I grabbed the nearest torch and bounded up the stairs. With all five pairs of eyes on me, I crept along the edge of the charred floor and stopped near the body, torch aloft. And waited, my heart pounding violently, for the revolving form to reveal
itself.
He turned toward my light as though irresistibly drawn: the jutting cheek bone, the high-bridged nose, the skewed mouth, the bulging, light-colored eyes of Matthew Merry.
I threw the torch on the bonfire below, bolted for a window— mangling the beggar's canvas bed once again—and threw up the pint of ale that had set so uneasily on my stomach.
Nat, Hal, and Jamie bolted. Kit and Robin stayed to see me home. Robin was almost undone, but Kit pulled together quickly and by the time we crossed the Bridge, he seemed in complete possession of himself. As for me, though I felt somewhat steadier after losing the ale, a solid core of dread remained.

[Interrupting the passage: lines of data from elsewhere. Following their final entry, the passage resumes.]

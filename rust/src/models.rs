//! Core data types for the activity graph and its results.

use chrono::NaiveDate;
use pyo3::prelude::*;

use crate::critical_path::ActivityTiming;
use crate::index::ActivityId;

/// One activity in the graph arena.
///
/// Adjacency is stored as [`ActivityId`] handles into the owning graph.
/// `predecessors` is maintained by the graph from successor declarations.
#[derive(Clone, Debug, Default)]
pub struct ActivityNode {
    pub duration: f64,
    pub successors: Vec<ActivityId>,
    pub predecessors: Vec<ActivityId>,
    pub timing: ActivityTiming,
}

/// Read-only view of one activity, with names resolved.
#[pyclass]
#[derive(Clone, Debug, PartialEq)]
pub struct ActivityReport {
    #[pyo3(get)]
    pub name: String,
    #[pyo3(get)]
    pub duration: f64,
    #[pyo3(get)]
    pub successors: Vec<String>,
    #[pyo3(get)]
    pub predecessors: Vec<String>,
    #[pyo3(get)]
    pub earliest_start: f64,
    #[pyo3(get)]
    pub earliest_finish: f64,
    #[pyo3(get)]
    pub latest_start: f64,
    #[pyo3(get)]
    pub latest_finish: f64,
    #[pyo3(get)]
    pub slack: f64,
    #[pyo3(get)]
    pub free_slack: f64,
    #[pyo3(get)]
    pub critical: bool,
}

#[pymethods]
impl ActivityReport {
    fn __repr__(&self) -> String {
        format!(
            "ActivityReport(name={:?}, duration={}, es={}, ef={}, ls={}, lf={}, slack={})",
            self.name,
            self.duration,
            self.earliest_start,
            self.earliest_finish,
            self.latest_start,
            self.latest_finish,
            self.slack
        )
    }
}

/// Outcome of a schedule computation.
#[pyclass]
#[derive(Clone, Debug, Default, PartialEq)]
pub struct ScheduleSummary {
    /// Earliest finish of the sink, the minimum project duration.
    #[pyo3(get)]
    pub project_duration: f64,
    /// Zero-slack activities in topological order.
    #[pyo3(get)]
    pub critical_path: Vec<String>,
    /// Sum of all activity durations.
    #[pyo3(get)]
    pub total_work: f64,
    #[pyo3(get)]
    pub activity_count: usize,
}

#[pymethods]
impl ScheduleSummary {
    fn __repr__(&self) -> String {
        format!(
            "ScheduleSummary(project_duration={}, critical_path={:?}, activities={})",
            self.project_duration, self.critical_path, self.activity_count
        )
    }
}

/// An activity placed on the calendar.
#[pyclass]
#[derive(Clone, Debug, PartialEq)]
pub struct ScheduledActivity {
    #[pyo3(get)]
    pub activity_id: String,
    #[pyo3(get)]
    pub earliest_start: NaiveDate,
    #[pyo3(get)]
    pub earliest_finish: NaiveDate,
    #[pyo3(get)]
    pub latest_start: NaiveDate,
    #[pyo3(get)]
    pub latest_finish: NaiveDate,
    #[pyo3(get)]
    pub slack_days: f64,
    #[pyo3(get)]
    pub critical: bool,
}

#[pymethods]
impl ScheduledActivity {
    fn __repr__(&self) -> String {
        format!(
            "ScheduledActivity(activity_id={:?}, start={}, end={}, critical={})",
            self.activity_id, self.earliest_start, self.earliest_finish, self.critical
        )
    }
}
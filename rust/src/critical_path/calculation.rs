//! Critical path calculation using forward and backward passes.

use crate::config::ScheduleConfig;
use crate::graph::ActivityGraph;
use crate::index::ActivityId;
use crate::models::{ActivityNode, ScheduleSummary};
use crate::{log_changes, log_checks, log_debug};

use super::topology::{resolve_sentinels, topological_order};
use super::types::{ActivityTiming, ScheduleError};

/// Compute timings for every activity in `graph` and extract the critical path.
///
/// Returns one [`ActivityTiming`] per activity, indexed by [`ActivityId`], and
/// the summary of the run. The graph itself is not modified; see
/// [`ActivityGraph::compute_schedule`] for the variant that stores results.
///
/// # Errors
/// * `InvalidConfig` if the slack tolerance is negative or not finite
/// * `MissingSentinel`, `SourceHasPredecessors`, `SinkHasSuccessors`,
///   `MultipleSources`, `MultipleSinks` if the graph is not anchored by its
///   designated source and sink
/// * `CircularDependency` if the graph has a cycle
pub fn calculate_schedule(
    graph: &ActivityGraph,
    config: &ScheduleConfig,
) -> Result<(Vec<ActivityTiming>, ScheduleSummary), ScheduleError> {
    if !config.slack_tolerance.is_finite() || config.slack_tolerance < 0.0 {
        return Err(ScheduleError::InvalidConfig(format!(
            "slack_tolerance must be finite and non-negative, got {}",
            config.slack_tolerance
        )));
    }

    let (source, sink) = resolve_sentinels(graph)?;
    let nodes = graph.arena();
    let index = graph.index();

    let order = topological_order(nodes, index)?;
    log_debug!(
        config.verbosity,
        "[cpm] Topological order: {:?}",
        order.iter().map(|&id| index.name(id)).collect::<Vec<_>>()
    );

    let mut timings = vec![ActivityTiming::default(); nodes.len()];

    forward_pass(nodes, &order, source, &mut timings);
    let project_duration = timings[sink as usize].earliest_finish;
    log_changes!(
        config.verbosity,
        "[cpm] Forward pass complete: project duration {}",
        project_duration
    );

    backward_pass(nodes, &order, sink, &mut timings);
    assign_slack(nodes, project_duration, config.slack_tolerance, &mut timings);

    for &id in &order {
        let timing = &timings[id as usize];
        log_checks!(
            config.verbosity,
            "[cpm]   {}: ES={} EF={} LS={} LF={} slack={}{}",
            index.name(id),
            timing.earliest_start,
            timing.earliest_finish,
            timing.latest_start,
            timing.latest_finish,
            timing.slack,
            if timing.critical { " (critical)" } else { "" }
        );
    }

    // Every zero-slack activity, in topological order
    let critical_path: Vec<String> = order
        .iter()
        .filter(|&&id| timings[id as usize].critical)
        .map(|&id| index.name(id).to_string())
        .collect();
    log_changes!(config.verbosity, "[cpm] Critical path: {:?}", critical_path);

    let total_work = nodes.iter().map(|n| n.duration).sum();

    let summary = ScheduleSummary {
        project_duration,
        critical_path,
        total_work,
        activity_count: nodes.len(),
    };
    Ok((timings, summary))
}

/// Earliest start = max of all predecessor finish times; the source starts at 0.
fn forward_pass(
    nodes: &[ActivityNode],
    order: &[ActivityId],
    source: ActivityId,
    timings: &mut [ActivityTiming],
) {
    for &id in order {
        let node = &nodes[id as usize];
        let earliest_start = if id == source {
            0.0
        } else {
            node.predecessors
                .iter()
                .map(|&p| timings[p as usize].earliest_finish)
                .fold(0.0, f64::max)
        };

        let timing = &mut timings[id as usize];
        timing.earliest_start = earliest_start;
        timing.earliest_finish = earliest_start + node.duration;
    }
}

/// Latest finish = min of all successor latest starts; the sink is anchored
/// to its own earliest finish.
fn backward_pass(
    nodes: &[ActivityNode],
    order: &[ActivityId],
    sink: ActivityId,
    timings: &mut [ActivityTiming],
) {
    let project_duration = timings[sink as usize].earliest_finish;

    for &id in order.iter().rev() {
        let node = &nodes[id as usize];
        let latest_finish = if id == sink {
            project_duration
        } else {
            let earliest_required = node
                .successors
                .iter()
                .map(|&s| timings[s as usize].latest_start)
                .fold(f64::INFINITY, f64::min);
            if earliest_required.is_finite() {
                earliest_required
            } else {
                project_duration
            }
        };

        let timing = &mut timings[id as usize];
        timing.latest_finish = latest_finish;
        timing.latest_start = latest_finish - node.duration;
    }
}

fn assign_slack(
    nodes: &[ActivityNode],
    project_duration: f64,
    tolerance: f64,
    timings: &mut [ActivityTiming],
) {
    for (id, node) in nodes.iter().enumerate() {
        let next_start = node
            .successors
            .iter()
            .map(|&s| timings[s as usize].earliest_start)
            .fold(f64::INFINITY, f64::min);
        let next_start = if next_start.is_finite() {
            next_start
        } else {
            project_duration
        };

        let timing = &mut timings[id];
        timing.slack = timing.latest_start - timing.earliest_start;
        timing.free_slack = next_start - timing.earliest_finish;
        timing.critical = timing.has_zero_slack(tolerance);
    }
}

Of course I had to tell them something, and what I said was mostly truth: that the house belonged to my aunt, a secret papist who had fled during the unrest of that summer, and I had made one visit since to see what remained of it. But I claimed ignorance of the hanging man, or of anything that might have transpired there after the house was looted. After a few questions, they pressed for no more and seemed convinced that I was as ignorant as they. It might have been the finest acting work of my life thus far.
We all agreed the man had died recently, like that very day. “He's stiff, that's why,” Kit explained. “This should be reported.”
Robin quaked at the thought, though to say true he had not stopped quaking since we left Anne Billings' house. “Not by us!”
“Who then, pray?”
“What does it matter? The Company will hang us up by the thumbs if we tangle ourselves in a murder.”
“Who said murder? Why not a suicide?”
I did not think so. I had seen many criminals hang and knew how they struggled. Even a suicide would struggle at the last, and I had seen no signs of that—no clawing, no mark of fingernails at the neck, no clenching of the jaw. Merry's face looked almost serene, as though he had submitted peacefully. My guess, after thinking it over in the clear night air, was that he was knocked senseless and then strung up. But I said nothing.
“Murder or suicide matters not,” Robin whined. “It's a coil that we are best out of.”